[Stored data]
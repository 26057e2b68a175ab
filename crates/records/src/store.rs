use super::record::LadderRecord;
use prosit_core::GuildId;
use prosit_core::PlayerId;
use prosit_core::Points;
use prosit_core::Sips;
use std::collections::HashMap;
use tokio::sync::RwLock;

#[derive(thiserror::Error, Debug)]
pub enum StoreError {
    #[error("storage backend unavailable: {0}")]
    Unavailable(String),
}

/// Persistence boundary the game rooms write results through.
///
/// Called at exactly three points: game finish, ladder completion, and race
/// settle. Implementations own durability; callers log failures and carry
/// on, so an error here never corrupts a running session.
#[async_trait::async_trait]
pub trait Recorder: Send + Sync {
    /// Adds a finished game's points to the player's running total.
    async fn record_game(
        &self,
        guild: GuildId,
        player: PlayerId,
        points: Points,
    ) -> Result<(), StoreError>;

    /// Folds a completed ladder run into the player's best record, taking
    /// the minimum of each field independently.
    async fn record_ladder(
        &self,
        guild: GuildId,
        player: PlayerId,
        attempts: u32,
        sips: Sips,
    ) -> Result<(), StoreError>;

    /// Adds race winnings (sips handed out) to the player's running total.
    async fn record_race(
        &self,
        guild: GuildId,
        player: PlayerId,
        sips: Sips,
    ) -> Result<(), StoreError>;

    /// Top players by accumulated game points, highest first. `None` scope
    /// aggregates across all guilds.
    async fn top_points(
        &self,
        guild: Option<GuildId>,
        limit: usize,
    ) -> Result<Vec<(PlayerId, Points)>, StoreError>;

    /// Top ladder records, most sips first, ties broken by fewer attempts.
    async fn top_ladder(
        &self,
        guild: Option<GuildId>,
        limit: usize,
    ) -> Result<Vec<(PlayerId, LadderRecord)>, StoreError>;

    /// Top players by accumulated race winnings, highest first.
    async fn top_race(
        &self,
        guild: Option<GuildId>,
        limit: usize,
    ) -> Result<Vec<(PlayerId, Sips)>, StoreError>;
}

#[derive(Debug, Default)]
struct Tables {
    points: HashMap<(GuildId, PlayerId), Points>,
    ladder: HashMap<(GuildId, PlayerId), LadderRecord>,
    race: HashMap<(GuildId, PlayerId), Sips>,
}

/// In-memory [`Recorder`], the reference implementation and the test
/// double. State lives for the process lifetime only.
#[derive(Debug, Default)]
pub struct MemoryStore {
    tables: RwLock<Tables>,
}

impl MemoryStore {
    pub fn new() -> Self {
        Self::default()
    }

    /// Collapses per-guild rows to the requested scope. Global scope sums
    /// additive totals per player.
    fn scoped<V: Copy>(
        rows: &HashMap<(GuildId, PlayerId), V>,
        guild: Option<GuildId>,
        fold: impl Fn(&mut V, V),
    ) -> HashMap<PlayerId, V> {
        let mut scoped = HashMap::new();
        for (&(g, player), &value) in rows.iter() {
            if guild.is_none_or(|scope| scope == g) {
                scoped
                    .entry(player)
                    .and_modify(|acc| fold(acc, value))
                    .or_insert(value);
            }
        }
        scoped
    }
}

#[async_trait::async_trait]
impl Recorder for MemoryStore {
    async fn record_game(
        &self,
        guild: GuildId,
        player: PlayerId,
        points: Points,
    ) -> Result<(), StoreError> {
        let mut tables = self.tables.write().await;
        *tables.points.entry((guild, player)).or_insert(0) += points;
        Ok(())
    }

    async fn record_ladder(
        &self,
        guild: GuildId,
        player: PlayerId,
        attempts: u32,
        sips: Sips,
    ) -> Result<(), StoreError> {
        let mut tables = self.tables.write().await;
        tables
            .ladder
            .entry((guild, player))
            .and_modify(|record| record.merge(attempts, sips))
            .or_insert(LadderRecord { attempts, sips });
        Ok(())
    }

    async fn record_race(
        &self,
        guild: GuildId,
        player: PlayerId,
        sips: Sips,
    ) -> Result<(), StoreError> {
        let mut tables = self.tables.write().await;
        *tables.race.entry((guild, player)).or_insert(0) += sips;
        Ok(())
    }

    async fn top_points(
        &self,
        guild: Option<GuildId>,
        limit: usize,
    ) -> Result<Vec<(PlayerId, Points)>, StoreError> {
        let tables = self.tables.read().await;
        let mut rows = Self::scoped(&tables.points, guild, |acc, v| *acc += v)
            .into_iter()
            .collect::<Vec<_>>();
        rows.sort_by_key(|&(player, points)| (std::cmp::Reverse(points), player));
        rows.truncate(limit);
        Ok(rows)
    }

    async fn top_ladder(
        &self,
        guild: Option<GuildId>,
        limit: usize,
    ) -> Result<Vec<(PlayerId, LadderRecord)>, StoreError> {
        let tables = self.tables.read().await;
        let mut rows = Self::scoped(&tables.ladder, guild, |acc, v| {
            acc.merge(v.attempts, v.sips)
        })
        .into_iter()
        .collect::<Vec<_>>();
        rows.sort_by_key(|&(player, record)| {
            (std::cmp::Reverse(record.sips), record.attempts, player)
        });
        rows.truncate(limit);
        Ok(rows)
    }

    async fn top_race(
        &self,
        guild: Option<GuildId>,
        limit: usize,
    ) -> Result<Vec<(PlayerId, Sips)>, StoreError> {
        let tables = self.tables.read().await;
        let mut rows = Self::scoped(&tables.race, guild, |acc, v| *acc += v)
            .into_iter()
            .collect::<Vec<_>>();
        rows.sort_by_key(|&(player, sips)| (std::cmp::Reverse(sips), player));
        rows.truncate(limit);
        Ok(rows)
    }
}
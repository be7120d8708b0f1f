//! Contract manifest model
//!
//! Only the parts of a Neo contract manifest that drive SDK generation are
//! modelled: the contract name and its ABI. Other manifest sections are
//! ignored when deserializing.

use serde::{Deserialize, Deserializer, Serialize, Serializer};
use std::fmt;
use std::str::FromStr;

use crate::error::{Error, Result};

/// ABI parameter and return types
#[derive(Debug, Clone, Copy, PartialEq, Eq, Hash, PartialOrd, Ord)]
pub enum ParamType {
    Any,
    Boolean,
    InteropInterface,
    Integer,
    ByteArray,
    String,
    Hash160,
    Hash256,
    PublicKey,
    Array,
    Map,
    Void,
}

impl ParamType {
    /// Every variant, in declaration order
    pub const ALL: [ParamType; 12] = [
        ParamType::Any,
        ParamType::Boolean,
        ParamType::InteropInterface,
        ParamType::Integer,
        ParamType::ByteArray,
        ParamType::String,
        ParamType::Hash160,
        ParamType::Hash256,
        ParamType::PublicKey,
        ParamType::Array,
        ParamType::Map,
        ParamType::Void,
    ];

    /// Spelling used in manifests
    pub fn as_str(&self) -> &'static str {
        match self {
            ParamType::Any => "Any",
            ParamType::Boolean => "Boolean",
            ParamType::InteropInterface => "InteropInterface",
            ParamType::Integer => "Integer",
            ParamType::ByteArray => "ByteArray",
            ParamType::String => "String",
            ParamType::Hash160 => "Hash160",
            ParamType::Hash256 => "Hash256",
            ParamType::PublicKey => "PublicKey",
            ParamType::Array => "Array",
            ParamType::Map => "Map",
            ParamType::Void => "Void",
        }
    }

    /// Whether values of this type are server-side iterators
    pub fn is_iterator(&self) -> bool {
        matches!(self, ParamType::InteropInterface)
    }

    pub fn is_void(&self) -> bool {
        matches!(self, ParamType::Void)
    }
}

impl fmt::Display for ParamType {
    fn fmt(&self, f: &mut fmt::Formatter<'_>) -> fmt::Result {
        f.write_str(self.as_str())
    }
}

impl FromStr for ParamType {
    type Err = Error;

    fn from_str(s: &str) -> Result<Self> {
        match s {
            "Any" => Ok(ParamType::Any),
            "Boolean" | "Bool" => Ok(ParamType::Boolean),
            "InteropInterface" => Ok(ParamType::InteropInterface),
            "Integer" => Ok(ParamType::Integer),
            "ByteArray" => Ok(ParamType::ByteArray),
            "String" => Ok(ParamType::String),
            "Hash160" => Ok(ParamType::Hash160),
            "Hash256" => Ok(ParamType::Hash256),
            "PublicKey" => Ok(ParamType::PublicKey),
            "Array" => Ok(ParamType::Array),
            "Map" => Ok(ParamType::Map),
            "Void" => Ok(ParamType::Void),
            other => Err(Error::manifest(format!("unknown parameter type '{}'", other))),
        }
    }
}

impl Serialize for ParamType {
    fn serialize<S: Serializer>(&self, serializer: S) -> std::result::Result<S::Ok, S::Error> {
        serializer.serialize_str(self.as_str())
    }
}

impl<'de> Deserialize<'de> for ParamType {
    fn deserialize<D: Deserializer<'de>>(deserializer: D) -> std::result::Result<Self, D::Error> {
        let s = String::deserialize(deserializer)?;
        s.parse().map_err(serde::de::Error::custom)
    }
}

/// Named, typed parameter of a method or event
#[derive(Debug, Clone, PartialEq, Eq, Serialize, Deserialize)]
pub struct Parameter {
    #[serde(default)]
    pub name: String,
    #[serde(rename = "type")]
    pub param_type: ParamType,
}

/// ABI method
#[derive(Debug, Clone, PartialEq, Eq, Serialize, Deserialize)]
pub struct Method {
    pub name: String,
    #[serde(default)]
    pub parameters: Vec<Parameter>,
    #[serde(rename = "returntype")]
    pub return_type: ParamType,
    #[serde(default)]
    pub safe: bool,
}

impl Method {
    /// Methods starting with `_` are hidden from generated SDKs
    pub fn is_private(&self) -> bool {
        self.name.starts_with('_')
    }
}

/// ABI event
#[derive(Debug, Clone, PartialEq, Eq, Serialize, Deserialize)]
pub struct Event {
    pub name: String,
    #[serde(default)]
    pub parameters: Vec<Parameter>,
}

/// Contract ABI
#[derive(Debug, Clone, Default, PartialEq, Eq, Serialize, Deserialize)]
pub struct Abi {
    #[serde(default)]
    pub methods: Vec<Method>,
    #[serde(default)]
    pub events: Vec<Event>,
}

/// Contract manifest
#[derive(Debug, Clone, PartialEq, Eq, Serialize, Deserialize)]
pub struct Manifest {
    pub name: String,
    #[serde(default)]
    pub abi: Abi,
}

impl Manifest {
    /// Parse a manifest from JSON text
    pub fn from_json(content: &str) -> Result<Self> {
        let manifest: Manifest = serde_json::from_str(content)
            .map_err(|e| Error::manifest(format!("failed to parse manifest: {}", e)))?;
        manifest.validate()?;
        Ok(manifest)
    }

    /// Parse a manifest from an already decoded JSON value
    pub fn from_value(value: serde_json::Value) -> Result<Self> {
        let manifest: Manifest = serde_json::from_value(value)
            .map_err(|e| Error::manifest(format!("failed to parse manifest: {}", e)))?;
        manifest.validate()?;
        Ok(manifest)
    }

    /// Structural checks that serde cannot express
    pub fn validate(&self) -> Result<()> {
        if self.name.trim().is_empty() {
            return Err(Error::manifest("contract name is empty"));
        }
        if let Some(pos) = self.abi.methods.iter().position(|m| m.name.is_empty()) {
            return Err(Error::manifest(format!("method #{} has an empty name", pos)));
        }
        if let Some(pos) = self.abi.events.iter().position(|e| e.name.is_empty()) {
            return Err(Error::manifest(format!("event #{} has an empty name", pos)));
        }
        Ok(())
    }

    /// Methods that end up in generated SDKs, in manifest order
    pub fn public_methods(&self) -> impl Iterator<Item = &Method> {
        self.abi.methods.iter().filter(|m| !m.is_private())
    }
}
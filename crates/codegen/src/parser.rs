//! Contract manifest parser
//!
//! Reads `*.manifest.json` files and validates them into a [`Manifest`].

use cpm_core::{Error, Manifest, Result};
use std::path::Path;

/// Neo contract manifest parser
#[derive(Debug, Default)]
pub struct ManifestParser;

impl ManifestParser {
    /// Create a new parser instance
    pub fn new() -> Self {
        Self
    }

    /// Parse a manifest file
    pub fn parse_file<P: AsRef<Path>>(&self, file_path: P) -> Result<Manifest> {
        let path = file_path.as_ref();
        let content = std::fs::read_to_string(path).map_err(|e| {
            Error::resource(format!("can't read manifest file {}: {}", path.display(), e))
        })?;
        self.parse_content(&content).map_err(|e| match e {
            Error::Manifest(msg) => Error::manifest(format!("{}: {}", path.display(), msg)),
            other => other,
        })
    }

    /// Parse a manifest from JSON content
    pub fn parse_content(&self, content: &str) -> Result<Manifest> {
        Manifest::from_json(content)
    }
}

## Problem details
Wherever the word "content" turns up in the records, copy out the line it is on.

## Solution to this task
    pub fn from_json(content: &str) -> Result<Self> {
        let manifest: Manifest = serde_json::from_str(content)
        let content = std::fs::read_to_string(path).map_err(|e| {
        self.parse_content(&content).map_err(|e| match e {
    /// Parse a manifest from JSON content
    pub fn parse_content(&self, content: &str) -> Result<Manifest> {
        Manifest::from_json(content)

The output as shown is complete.